Teaching Quality Evaluation: Online vs. Manually, Facts and Myths
This study aimed to examine whether there is a difference between manual feedback and online feedback with regard to feedback quality, respondents’ percentage, reliability and the amount of verbal comments written by students.
The quality of teaching is an important component of academic work. There are various methods for testing the quality of teaching; one of these methods is through students’ feedback.
This study used a quantitative approach, including the quantification of qualitative verbal data collected through an open question in the questionnaire. A sample of 180 courses was randomly chosen, 90 courses were evaluated manually and 90 were evaluated online. The number of students ranges from 7 to 60 students per course. In total 4678 students participated in the study.
The findings show that there is almost an identical pattern of feedback of manual and online course teaching evaluation. These findings encourage a continued use of this evaluation method.
No significant differences were found between manual feedback and online feedback in the students’ evaluation of the lecturer/course. The percentage of respondents was significantly higher in the manual feedback than in the online feedback. The number of qualitative comments was significantly greater in the online feedback than in the manual feedback.

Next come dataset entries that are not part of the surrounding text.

use std::net::SocketAddr;
use std::sync::{Arc, RwLock as StdRwLock};

use anyhow::bail;
use rustc_hash::FxHashMap;
use tokio::net::UdpSocket;
use tokio::sync::RwLock;
use tracing::{info, warn};

use crate::buffer_pool::PacketBufferPool;
use crate::config::{MoldConfig, StreamSpec};
use crate::datagram;
use crate::error::{RegistryError, SubmitError};
use crate::publisher::StreamPublisher;
use crate::recovery_buffer::RecoveryBuffer;
use crate::recovery_log::RecoveryLog;
use crate::recovery_server::RecoveryServer;
use crate::stream_name::StreamName;

/// A live stream: the publisher / recovery-server pair wired to the shared log and buffer.
pub struct StreamHandle {
    name: String,
    publisher: StreamPublisher,
    recovery: RecoveryServer,
}

impl StreamHandle {
    pub fn name(&self) -> &str {
        &self.name
    }

    pub fn publisher(&self) -> &StreamPublisher {
        &self.publisher
    }

    /// The address the stream's recovery server is listening on.
    pub fn recovery_addr(&self) -> std::io::Result<SocketAddr> {
        self.recovery.local_addr()
    }

    pub async fn send(&self, message: &[u8]) -> Result<(), SubmitError> {
        self.publisher.send_message(message).await
    }
}

/// Creates streams on request, keeps each stream's publisher / recovery-server pair alive
///  and routes producer submissions to the right publisher. A publisher that stopped on a
///  fatal log error is restarted here, replaying the log so sequence continuity is kept.
pub struct StreamRegistry {
    config: Arc<MoldConfig>,
    streams: RwLock<FxHashMap<String, Arc<StreamHandle>>>,
}

impl StreamRegistry {
    pub fn new(config: MoldConfig) -> anyhow::Result<StreamRegistry> {
        config.validate()?;
        Ok(StreamRegistry {
            config: Arc::new(config),
            streams: RwLock::new(FxHashMap::default()),
        })
    }

    pub async fn create_stream(&self, spec: StreamSpec) -> anyhow::Result<Arc<StreamHandle>> {
        let mut streams = self.streams.write().await;
        if streams.contains_key(&spec.name) {
            bail!(RegistryError::StreamAlreadyExists(spec.name));
        }

        let stream_name = StreamName::new(&spec.name);
        let effective = Arc::new(self.config.effective_publisher_config(&spec));

        let log = Arc::new(StdRwLock::new(RecoveryLog::open(&spec.log_path)?));
        let recovery_buffer = Arc::new(StdRwLock::new(RecoveryBuffer::new(self.config.recovery_buffer_capacity)));
        let buffer_pool = Arc::new(PacketBufferPool::new(self.config.mtu, self.config.buffer_pool_size));

        let multicast_socket = datagram::bind_multicast_sender(
            spec.source_ip,
            self.config.multicast_ttl,
            self.config.multicast_loop,
        ).await?;
        let group_addr = SocketAddr::from((spec.multicast_group, spec.multicast_port));

        let recovery_socket = Arc::new(UdpSocket::bind((spec.source_ip, spec.recovery_port)).await?);

        let mut publisher = StreamPublisher::new(
            effective.clone(),
            stream_name,
            group_addr,
            Arc::new(multicast_socket),
            log.clone(),
            recovery_buffer.clone(),
            buffer_pool.clone(),
        );
        publisher.spawn_heartbeat_loop();

        let mut recovery = RecoveryServer::new(
            effective,
            stream_name,
            recovery_socket,
            log,
            recovery_buffer,
            buffer_pool,
        );
        recovery.spawn_recv_loop();

        let handle = Arc::new(StreamHandle {
            name: spec.name.clone(),
            publisher,
            recovery,
        });
        streams.insert(spec.name.clone(), handle.clone());

        info!("created stream '{}': multicast {:?}, recovery port {}, log {:?}",
              spec.name, group_addr, spec.recovery_port, spec.log_path);
        Ok(handle)
    }

    pub async fn get(&self, name: &str) -> Option<Arc<StreamHandle>> {
        self.streams.read().await.get(name).cloned()
    }

    /// Routes a submission to the named stream. A publisher that previously died of a log
    ///  error is restarted from the log and the submission retried once.
    pub async fn send(&self, name: &str, message: &[u8]) -> Result<(), RegistryError> {
        let handle = self.get(name).await
            .ok_or_else(|| RegistryError::StreamNotFound(name.to_string()))?;

        match handle.publisher.send_message(message).await {
            Err(SubmitError::StreamFailed) | Err(SubmitError::LogIo(_)) => {
                warn!("stream '{}': publisher failed - restarting it from the recovery log", name);
                handle.publisher.restart().await?;
                Ok(handle.publisher.send_message(message).await?)
            }
            other => Ok(other?),
        }
    }

    /// Restarts the named stream's publisher from its log, keeping sockets and the
    ///  recovery server untouched.
    pub async fn restart_stream(&self, name: &str) -> Result<(), RegistryError> {
        let handle = self.get(name).await
            .ok_or_else(|| RegistryError::StreamNotFound(name.to_string()))?;
        Ok(handle.publisher.restart().await?)
    }

    /// Graceful teardown of one stream: flush, multicast end-of-session, stop the recovery
    ///  server and deregister the name.
    pub async fn close_stream(&self, name: &str) -> Result<(), RegistryError> {
        let handle = self.streams.write().await.remove(name)
            .ok_or_else(|| RegistryError::StreamNotFound(name.to_string()))?;

        let result = handle.publisher.close().await;
        handle.recovery.abort();
        info!("closed stream '{}'", name);
        Ok(result?)
    }
}
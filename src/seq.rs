use std::fmt::{Display, Formatter};
use std::ops::AddAssign;

/// Sequence number of a message in a stream. Sequence numbers are 1-based and strictly
///  monotonic; `ZERO` means 'no message yet' (an empty log, an empty recovery buffer).
#[derive(Copy, Clone, Eq, PartialEq, Ord, PartialOrd, Hash, Debug)]
pub struct SequenceNumber(u64);

impl Display for SequenceNumber {
    fn fmt(&self, f: &mut Formatter<'_>) -> std::fmt::Result {
        write!(f, "{}", self.0)
    }
}

impl SequenceNumber {
    pub const ZERO: SequenceNumber = SequenceNumber(0);
    /// the first sequence number assigned on a fresh stream
    pub const FIRST: SequenceNumber = SequenceNumber(1);

    pub fn from_raw(value: u64) -> Self {
        Self(value)
    }

    pub fn to_raw(&self) -> u64 {
        self.0
    }

    pub fn next(&self) -> SequenceNumber {
        SequenceNumber(
            self.0.checked_add(1)
                .expect("sequence number space exhausted")
        )
    }

    pub fn plus(&self, offset: u64) -> SequenceNumber {
        SequenceNumber(
            self.0.checked_add(offset)
                .expect("sequence number space exhausted")
        )
    }

    pub fn checked_minus(&self, other: SequenceNumber) -> Option<u64> {
        self.0.checked_sub(other.0)
    }

    /// iterates over the half-open range `[self, end)`
    pub fn to(self, end: SequenceNumber) -> impl Iterator<Item = SequenceNumber> {
        (self.0..end.0).map(SequenceNumber)
    }
}

impl AddAssign<u64> for SequenceNumber {
    fn add_assign(&mut self, rhs: u64) {
        self.0 = self.0.checked_add(rhs)
            .expect("sequence number space exhausted");
    }
}
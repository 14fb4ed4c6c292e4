//! Link UART receive task
//!
//! Assembles lines from the bus and hands them to the active role.

use defmt::*;
use embassy_rp::uart::BufferedUartRx;
use embedded_io_async::Read;

use hexlink_core::{Line, LineAssembler, MasterError, Role, SlaveDevice, SlaveReply};

use crate::channels::{MASTER_SESSION, OUTBOX, REPLY};

/// Buffer size for UART receive
const RX_BUF_SIZE: usize = 64;

/// Link RX task - receives lines and dispatches them by role
#[embassy_executor::task]
pub async fn link_rx_task(mut rx: BufferedUartRx, role: Role, device_id: u8) {
    info!("Link RX task started ({:?}, id {=u8:X})", role, device_id);

    let mut assembler = LineAssembler::new();
    // Owned by this task for the whole run, so writes persist across requests
    let mut slave = SlaveDevice::new(device_id);
    let mut buf = [0u8; RX_BUF_SIZE];

    loop {
        match rx.read(&mut buf).await {
            Ok(n) if n > 0 => {
                trace!("RX: {} bytes", n);

                let mut pending = &buf[..n];
                while !pending.is_empty() {
                    let (outcome, rest) = assembler.feed_bytes(pending);
                    pending = rest;

                    match outcome {
                        Ok(Some(line)) => match role {
                            Role::Slave => serve_request(&mut slave, &line).await,
                            Role::Master => deliver_reply(&line).await,
                        },
                        Ok(None) => {
                            // Need more bytes
                        }
                        Err(e) => {
                            warn!("Line dropped: {:?}", e);
                        }
                    }
                }
            }
            Ok(_) => {
                // No bytes read, continue
            }
            Err(e) => {
                warn!("UART read error: {:?}", e);
            }
        }
    }
}

/// Let the slave handle a request and queue its reply
async fn serve_request(slave: &mut SlaveDevice, line: &Line) {
    match slave.handle(line) {
        Ok(SlaveReply::Reply { request, frame }) => {
            debug!(
                "Request {:?} addr={=u8:X} data={=u8:X}",
                request.operation, request.address, request.data
            );
            OUTBOX.send(frame).await;
        }
        Ok(SlaveReply::Ignored { slave_id }) => {
            trace!("Ignored frame for slave {=u8:X}", slave_id);
        }
        Err(e) => {
            warn!("Invalid frame received: {:?}", e);
        }
    }
}

/// Match a reply against the outstanding request and wake the poll task
async fn deliver_reply(line: &Line) {
    let result = MASTER_SESSION.lock().await.receive(line);
    match result {
        Err(MasterError::NoPendingRequest) => {
            // Late reply after a timeout; nobody is waiting for it
            debug!("Reply with no outstanding request dropped");
        }
        Err(MasterError::NotAResponse) => {
            // Our own request echoed back on a shared bus
            trace!("Request frame ignored");
        }
        other => REPLY.signal(other),
    }
}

The findings of this study refute the claims with regard to the unreliability of an online teaching evaluation. These findings reflect the advantages of using online feedback, such as cost savings, granting more time to students in order to provide feedback, and reducing disturbance during lectures.
The gender aspect was not taken into account in the study. Therefore, we recommend conducting a follow-up study that will examine gender differences in directions of- difference between male and female lecturers, and differences between male and female students in teaching evaluation.